Google云计算K8s服务Autopilot模式添加支持GPU和超大型Pod

Google更新Kubernetes服务GKE全托管操作模式Autopilot,现在加入支持GPU,使用户能够将其用于机器学习训练和推理等工作负载上,另外,Google还在GKE Autopilot提供更大型的Pod,供用户执行大规模运算。

不少工作负载,像是机器学习模型的训练和推理等任务,都需要使用GPU,而Google通过在Autopilot添加Nvidia T4和A100 GPU,以进一步支持这类工作负载,使用户在Autopilot全托管的操作环境中,也可以执行机器学习训练、推理、视频编码和各种需要GPU的工作负载。

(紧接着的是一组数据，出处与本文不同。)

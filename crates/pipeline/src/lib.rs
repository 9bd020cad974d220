//! Churn Transformation Stage
//!
//! Discovers the newest cleaned customer CSV, engineers and scales features,
//! replaces the feature store table and snapshots a training set.

mod config;
mod discovery;
mod driver;
mod error;
mod logging;

pub use config::{PipelineConfig, DEFAULT_TRAINING_SET, ENV_PREFIX};
pub use discovery::{
    discover_latest, latest_training_set, list_candidates, rank_candidates, Candidate,
};
pub use driver::{RunSummary, TransformationPipeline, TransformationReport};
pub use error::PipelineError;
pub use logging::{init_logging, stage_span, LoggingConfig, STAGE_NAME};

在Autopilot上执行GPU工作负载的优点是,用户仅需要指定GPU需求,剩下的便由Autopilot处理,无需单独安装驱动程序,也不需要担心在GPU节点上却执行非GPU Pod,Autopilot会自动处理GPU和Pod配置,且因为使用Autopilot,用户仅需要针对Pod执行时间付费,因此当没有工作负载运行GPU Pod终止,相关费用也会停止计算。

用户可以请求多个T4和A100 GPU预定义数量,并使用CPU和内存默认值,或在特定范围内自订。Autopilot会避免在GPU节点上运行非GPU Pod,同时自动配置符合要求的GPU节点,包括需要的Nvidia驱动程序。

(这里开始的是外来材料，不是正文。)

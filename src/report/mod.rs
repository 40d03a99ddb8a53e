//! Report pipeline: validate, fetch, resolve, filter, summarize, render.

pub mod catalog;
pub mod filter;
pub mod format;
pub mod render;
pub mod resolve;
pub mod summary;

use std::cmp::Ordering;
use std::collections::{BTreeMap, BTreeSet, HashMap};

use chrono::{NaiveDate, NaiveDateTime, NaiveTime};
use log::{debug, info};
use rocket::http::Status;
use serde::{Deserialize, Serialize};

use crate::fetch::{fetch_all, EntityStore, FetchError};
use crate::models::{Record, ResourceKind};
use crate::report::catalog::{ReportKind, ReportSpec};
use crate::report::filter::{filter, DateRange, FilterCriteria};
use crate::report::format::{format_currency, format_date, format_timestamp};
use crate::report::render::{render, ReportSections, TableData};
use crate::report::resolve::ResourceIndices;
use crate::report::summary::{summarize, summarize_with};

const TOTAL_LABEL: &str = "Итого";
const COUNT_HEADER: &str = "Количество";
const DETAIL_CAPTION: &str = "Детализация";

#[derive(Debug, thiserror::Error)]
pub enum ReportError {
    #[error("Выберите сводку или детализацию")]
    NothingSelected,
    #[error("Дата начала {start} позже даты окончания {end}")]
    InvalidRange { start: NaiveDate, end: NaiveDate },
    #[error("Неизвестный столбец: {0}")]
    UnknownColumn(String),
    #[error("Неизвестный фильтр: {0}")]
    UnknownFilter(String),
    #[error("Не удалось получить данные: {0}")]
    Fetch(#[from] FetchError),
    #[error("Нет данных для отчета")]
    NoData,
    #[error("Не удалось сформировать документ: {0}")]
    Render(String),
}

impl ReportError {
    pub fn status(&self) -> Status {
        match self {
            ReportError::NothingSelected
            | ReportError::InvalidRange { .. }
            | ReportError::UnknownColumn(_)
            | ReportError::UnknownFilter(_) => Status::UnprocessableEntity,
            ReportError::Fetch(_) => Status::BadGateway,
            ReportError::NoData => Status::NotFound,
            ReportError::Render(_) => Status::InternalServerError,
        }
    }
}

/// User-chosen parameters of one report.
#[derive(Debug, Clone, Default, PartialEq, Deserialize)]
#[serde(rename_all = "camelCase", default)]
pub struct ReportRequest {
    pub start_date: Option<NaiveDate>,
    pub end_date: Option<NaiveDate>,
    /// Filter id -> selected values.
    pub filters: BTreeMap<String, Vec<String>>,
    /// Column ids in display order. Empty selects every column.
    pub columns: Vec<String>,
    pub include_summary: bool,
    pub include_details: bool,
}

impl ReportRequest {
    /// Rejects requests that cannot produce a report. Runs before any fetch.
    pub fn validate(&self, spec: &ReportSpec) -> Result<(), ReportError> {
        if !self.include_summary && !self.include_details {
            return Err(ReportError::NothingSelected);
        }
        if let (Some(start), Some(end)) = (self.start_date, self.end_date) {
            if start > end {
                return Err(ReportError::InvalidRange { start, end });
            }
        }
        if let Some(unknown) = self.columns.iter().find(|id| spec.column(id).is_none()) {
            return Err(ReportError::UnknownColumn(unknown.clone()));
        }
        if let Some(unknown) = self.filters.keys().find(|id| spec.filter(id).is_none()) {
            return Err(ReportError::UnknownFilter(unknown.clone()));
        }
        Ok(())
    }

    fn range(&self) -> DateRange {
        DateRange::new(
            self.start_date.unwrap_or(NaiveDate::MIN),
            self.end_date.unwrap_or(NaiveDate::MAX),
        )
    }

    fn criteria(&self, spec: &ReportSpec) -> FilterCriteria {
        let mut criteria = FilterCriteria::new(self.range());
        if let Some(field) = spec.date_field {
            criteria = criteria.on_date_field(field);
        }
        for (id, values) in &self.filters {
            if let Some(select) = spec.filter(id) {
                criteria = criteria.select(select.field, values.iter().map(|value| value.trim()));
            }
        }
        criteria
    }

    fn period_label(&self) -> String {
        match (self.start_date, self.end_date) {
            (Some(start), Some(end)) => {
                format!("Период: {} - {}", format_date(start), format_date(end))
            }
            (Some(start), None) => format!("Период: с {}", format_date(start)),
            (None, Some(end)) => format!("Период: по {}", format_date(end)),
            (None, None) => "Период: все записи".to_string(),
        }
    }
}

#[derive(Debug, Clone, PartialEq, Serialize)]
pub struct FilterOption {
    pub value: String,
    pub label: String,
    pub selected: bool,
}

/// Values offered by one multi-select filter.
#[derive(Debug, Clone, PartialEq, Serialize)]
pub struct FilterChoices {
    pub id: &'static str,
    pub label: &'static str,
    pub options: Vec<FilterOption>,
}

/// A rendered document ready for download.
#[derive(Debug, Clone)]
pub struct GeneratedReport {
    pub filename: String,
    pub bytes: Vec<u8>,
}

fn compare_by_date(spec: &ReportSpec, left: &Record, right: &Record) -> Ordering {
    let Some(date_field) = spec.date_field else {
        return Ordering::Equal;
    };
    // Undated records sort last.
    let by_date = match (left.date(date_field), right.date(date_field)) {
        (Some(a), Some(b)) => a.cmp(&b),
        (Some(_), None) => Ordering::Less,
        (None, Some(_)) => Ordering::Greater,
        (None, None) => Ordering::Equal,
    };
    by_date.then_with(|| match spec.time_field {
        Some(time_field) => compare_times(left.text(time_field), right.text(time_field)),
        None => Ordering::Equal,
    })
}

fn parse_time(text: &str) -> Option<NaiveTime> {
    let text = text.trim();
    NaiveTime::parse_from_str(text, "%H:%M")
        .or_else(|_| NaiveTime::parse_from_str(text, "%H:%M:%S"))
        .ok()
}

/// Parsed times compare as times and sort ahead of unparseable text.
fn compare_times(left: Option<String>, right: Option<String>) -> Ordering {
    let parsed = |text: &Option<String>| text.as_deref().and_then(parse_time);
    match (parsed(&left), parsed(&right)) {
        (Some(a), Some(b)) => a.cmp(&b),
        (Some(_), None) => Ordering::Less,
        (None, Some(_)) => Ordering::Greater,
        (None, None) => left.cmp(&right),
    }
}

fn summary_tables(spec: &ReportSpec, rows: &[Record], indices: &ResourceIndices) -> Vec<TableData> {
    spec.groupings
        .iter()
        .map(|grouping| {
            let key = |record: &Record| (grouping.key)(record, indices);
            let summary = match &grouping.sum {
                Some(sum) => summarize_with(rows, key, |record| (sum.value)(record)),
                None => summarize(rows, key),
            };

            let mut header = vec![grouping.header.to_string(), COUNT_HEADER.to_string()];
            if let Some(sum) = &grouping.sum {
                header.push(sum.header.to_string());
            }
            let row = |label: &str, count: usize, total: f64| {
                let mut cells = vec![label.to_string(), count.to_string()];
                if grouping.sum.is_some() {
                    cells.push(format_currency(total));
                }
                cells
            };

            let mut table_rows = summary
                .groups()
                .iter()
                .map(|group| row(&group.key, group.count, group.sum))
                .collect::<Vec<_>>();
            table_rows.push(row(TOTAL_LABEL, summary.total_count(), summary.total_sum()));

            TableData {
                caption: grouping.title.to_string(),
                header,
                rows: table_rows,
            }
        })
        .collect()
}

fn detail_table(
    spec: &ReportSpec,
    columns: &[String],
    rows: &[Record],
    indices: &ResourceIndices,
) -> TableData {
    let selected = if columns.is_empty() {
        spec.columns.iter().collect::<Vec<_>>()
    } else {
        columns.iter().filter_map(|id| spec.column(id)).collect()
    };
    TableData {
        caption: DETAIL_CAPTION.to_string(),
        header: selected.iter().map(|column| column.header.to_string()).collect(),
        rows: rows
            .iter()
            .map(|record| {
                selected
                    .iter()
                    .map(|column| (column.format)(record, indices))
                    .collect()
            })
            .collect(),
    }
}

/// One fetched snapshot of every collection a report reads.
pub struct ReportData {
    kind: ReportKind,
    collections: HashMap<ResourceKind, Vec<Record>>,
    indices: ResourceIndices,
}

impl ReportData {
    pub async fn fetch<S: EntityStore>(store: &S, kind: ReportKind) -> Result<Self, ReportError> {
        let collections = fetch_all(store, &kind.spec().required_collections()).await?;
        let indices = ResourceIndices::build(&collections);
        Ok(Self {
            kind,
            collections,
            indices,
        })
    }

    fn source(&self) -> &[Record] {
        self.collections
            .get(&self.kind.spec().source)
            .map(Vec::as_slice)
            .unwrap_or_default()
    }

    /// Lays out the report for an already validated `request`.
    pub fn sections(&self, request: &ReportRequest, now: NaiveDateTime) -> ReportSections {
        let spec = self.kind.spec();
        let source = self.source();

        let mut rows = filter(source, &request.criteria(spec));
        if spec.sort_by_date {
            rows.sort_by(|left, right| compare_by_date(spec, left, right));
        }
        debug!(
            "{} report: {} of {} records selected",
            self.kind,
            rows.len(),
            source.len()
        );

        let (summaries, detail) = if rows.is_empty() {
            (Vec::new(), None)
        } else {
            let summaries = if request.include_summary {
                summary_tables(spec, &rows, &self.indices)
            } else {
                Vec::new()
            };
            let detail = request
                .include_details
                .then(|| detail_table(spec, &request.columns, &rows, &self.indices));
            (summaries, detail)
        };

        ReportSections {
            title: spec.title.to_string(),
            period: request.period_label(),
            summaries,
            detail,
            footer: format!("Сформировано: {}", format_timestamp(now)),
            record_count: rows.len(),
        }
    }

    /// Distinct values present for each filter, sorted by label and marked
    /// when `request` already selects them.
    pub fn choices(&self, request: &ReportRequest) -> Vec<FilterChoices> {
        let source = self.source();
        self.kind
            .spec()
            .filters
            .iter()
            .map(|select| {
                let chosen = request.filters.get(select.id);
                let mut seen = BTreeSet::new();
                let mut options = source
                    .iter()
                    .filter_map(|record| record.text(select.field))
                    .map(|value| value.trim().to_string())
                    .filter(|value| !value.is_empty() && seen.insert(value.clone()))
                    .map(|value| FilterOption {
                        label: match select.lookup {
                            Some(lookup) => self.indices.name(lookup, value.parse().ok()),
                            None => value.clone(),
                        },
                        selected: chosen.is_some_and(|values| values.contains(&value)),
                        value,
                    })
                    .collect::<Vec<_>>();
                options.sort_by(|left, right| left.label.cmp(&right.label));
                FilterChoices {
                    id: select.id,
                    label: select.label,
                    options,
                }
            })
            .collect()
    }
}

/// Validates, fetches and lays out the report without rendering it.
async fn assemble<S: EntityStore>(
    store: &S,
    kind: ReportKind,
    request: &ReportRequest,
    now: NaiveDateTime,
) -> Result<ReportSections, ReportError> {
    request.validate(kind.spec())?;
    let data = ReportData::fetch(store, kind).await?;
    Ok(data.sections(request, now))
}

/// Report sections as JSON-ready data. An empty selection yields `record_count == 0`.
pub async fn preview<S: EntityStore>(
    store: &S,
    kind: ReportKind,
    request: &ReportRequest,
    now: NaiveDateTime,
) -> Result<ReportSections, ReportError> {
    assemble(store, kind, request, now).await
}

/// Renders the report to a `.docx` document. An empty selection is [`ReportError::NoData`].
pub async fn generate<S: EntityStore>(
    store: &S,
    kind: ReportKind,
    request: &ReportRequest,
    now: NaiveDateTime,
) -> Result<GeneratedReport, ReportError> {
    let sections = assemble(store, kind, request, now).await?;
    if sections.record_count == 0 {
        return Err(ReportError::NoData);
    }
    let bytes = render(&sections)?;
    let filename = format!("{}_{}.docx", sections.title, now.format("%Y-%m-%d"));
    info!("generated {filename} ({} records, {} bytes)", sections.record_count, bytes.len());
    Ok(GeneratedReport { filename, bytes })
}
use chrono::{NaiveDate, NaiveDateTime};

use crate::models::Record;

pub const CURRENCY_SUFFIX: &str = "BYN";
pub const EMPTY_CELL: &str = "-";

/// Two decimals plus the currency suffix. Non-finite input renders as zero.
pub fn format_currency(amount: f64) -> String {
    let amount = if amount.is_finite() { amount } else { 0.0 };
    let rendered = format!("{amount:.2}");
    // negative amounts that round to zero
    if rendered == "-0.00" {
        return format!("0.00 {CURRENCY_SUFFIX}");
    }
    format!("{rendered} {CURRENCY_SUFFIX}")
}

pub fn format_date(date: NaiveDate) -> String {
    date.format("%d.%m.%Y").to_string()
}

pub fn format_timestamp(at: NaiveDateTime) -> String {
    at.format("%d.%m.%Y %H:%M").to_string()
}

/// Integral quantities print without a fractional part.
pub fn format_quantity(value: f64) -> String {
    if value.fract() == 0.0 && value.abs() < 1e15 {
        format!("{}", value as i64)
    } else {
        format!("{value:.2}")
    }
}

pub fn text_cell(record: &Record, field: &str) -> String {
    record
        .text(field)
        .map(|value| value.trim().to_string())
        .filter(|value| !value.is_empty())
        .unwrap_or_else(|| EMPTY_CELL.to_string())
}

/// Parsed dates render as `DD.MM.YYYY`; anything unparseable is shown as stored.
pub fn date_cell(record: &Record, field: &str) -> String {
    match record.date(field) {
        Some(date) => format_date(date),
        None => text_cell(record, field),
    }
}

pub fn currency_cell(record: &Record, field: &str) -> String {
    match record.number(field) {
        Some(value) => format_currency(value),
        None => EMPTY_CELL.to_string(),
    }
}

pub fn quantity_cell(record: &Record, quantity_field: &str, unit_field: &str) -> String {
    match record.number(quantity_field) {
        Some(value) => match record.text(unit_field).filter(|unit| !unit.trim().is_empty()) {
            Some(unit) => format!("{} {}", format_quantity(value), unit.trim()),
            None => format_quantity(value),
        },
        None => EMPTY_CELL.to_string(),
    }
}

#[cfg(test)]
mod tests {
    use super::*;
    use serde_json::json;

    #[test]
    fn currency_always_has_two_decimals_and_suffix() {
        assert_eq!(format_currency(0.0), "0.00 BYN");
        assert_eq!(format_currency(1234.5), "1234.50 BYN");
        assert_eq!(format_currency(-12.3), "-12.30 BYN");
        assert_eq!(format_currency(-0.0), "0.00 BYN");
        assert_eq!(format_currency(-0.001), "0.00 BYN");
        assert_eq!(format_currency(f64::NAN), "0.00 BYN");
        assert_eq!(format_currency(1e12), "1000000000000.00 BYN");
    }

    #[test]
    fn dates_render_day_first() {
        let date = NaiveDate::from_ymd_opt(2024, 1, 5).unwrap();
        assert_eq!(format_date(date), "05.01.2024");
    }

    #[test]
    fn cells_fall_back_to_placeholder() {
        let record: Record = serde_json::from_value(json!({
            "Date": "2024-02-10",
            "Odd": "когда-нибудь",
            "Quantity": 12,
            "Unit": "шт",
            "Price": "3,5",
            "Blank": "  ",
        }))
        .unwrap();
        assert_eq!(date_cell(&record, "Date"), "10.02.2024");
        assert_eq!(date_cell(&record, "Odd"), "когда-нибудь");
        assert_eq!(date_cell(&record, "Missing"), EMPTY_CELL);
        assert_eq!(quantity_cell(&record, "Quantity", "Unit"), "12 шт");
        assert_eq!(currency_cell(&record, "Price"), "3.50 BYN");
        assert_eq!(text_cell(&record, "Blank"), EMPTY_CELL);
    }
}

另外,Autopilot现在还推出平衡运算类别,提供更大型的Pod,支持高达222个vCPU和851 GiB的Pod资源。Autopilot原本就有提供28个vCPU的大型Pod,以及多达54个vCPU的横向扩展运算类别Pod,但是当用户还需要更多计算资源时,便可以使用最新推出的平衡运算类别Pod。